GIVEN RECORDS:
-*-

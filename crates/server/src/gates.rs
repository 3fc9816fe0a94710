//! Release and deployment gate assembly from live state.

use chrono::Utc;
use anyhow::Context;
use evgate_registry::{
    evaluate_release_gate, run_registry_lint, EvidenceRecord, PublishedManifest, PublishedMetric, ReleaseGateInput,
    ReleaseGateReport,
};
use evgate_reliability::{deployment_gate, DeploymentDecision};
use evgate_tribunal::{Publication, PublicationStore};

use crate::state::AppState;

/// Map gate publications onto the release gate's provenance inputs.
/// Evidence ids are only unique within a claim, so both sides are keyed
/// `claim_id#evidence_id`.
pub fn publication_provenance(publications: &[Publication]) -> (Vec<PublishedMetric>, Vec<EvidenceRecord>) {
    let mut metrics = Vec::with_capacity(publications.len());
    let mut evidence = Vec::new();
    for p in publications {
        metrics.push(PublishedMetric {
            key: p.claim_id.clone(),
            evidence_refs: p.evidence.iter().map(|e| format!("{}#{}", p.claim_id, e.id)).collect(),
        });
        for e in &p.evidence {
            let origin = if e.source_org.is_empty() {
                e.source_id.clone()
            } else {
                format!("{} ({})", e.source_id, e.source_org)
            };
            evidence.push(EvidenceRecord {
                id: format!("{}#{}", p.claim_id, e.id),
                origin,
            });
        }
    }
    (metrics, evidence)
}

pub async fn release_gate_report(state: &AppState) -> anyhow::Result<ReleaseGateReport> {
    let repo = state.enforcer.sources();
    let sources = repo.list().await?;
    let columns = repo.schema_columns().await?;
    let lint = run_registry_lint(&sources);
    let publications = state.gate.publications().list()?;
    let (mut metrics, mut evidence) = publication_provenance(&publications);
    if let Some(path) = &state.config.release_gate.published_manifest_file {
        let manifest = PublishedManifest::load(path).with_context(|| format!("loading {}", path.display()))?;
        metrics.extend(manifest.metrics);
        evidence.extend(manifest.evidence);
    }

    let report = evaluate_release_gate(
        &ReleaseGateInput {
            sources: &sources,
            schema_columns: &columns,
            lint: &lint,
            published_metrics: &metrics,
            evidence: &evidence,
        },
        &state.config.release_gate,
    );
    tracing::info!(
        passed = report.passed,
        failed_checks = report.failed_checks().count(),
        publications = publications.len(),
        metrics = metrics.len(),
        "release gate evaluated"
    );
    Ok(report)
}

pub fn deploy_decision(state: &AppState) -> anyhow::Result<DeploymentDecision> {
    let latest = state.runs.latest()?;
    Ok(deployment_gate(latest.as_ref(), Utc::now(), &state.config.reliability))
}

-*-

ASSIGNED TASK:
Your reply should hold every line from the data that contains "list", copied in full.

SOLVED EXERCISE:
    let sources = repo.list().await?;
    let publications = state.gate.publications().list()?;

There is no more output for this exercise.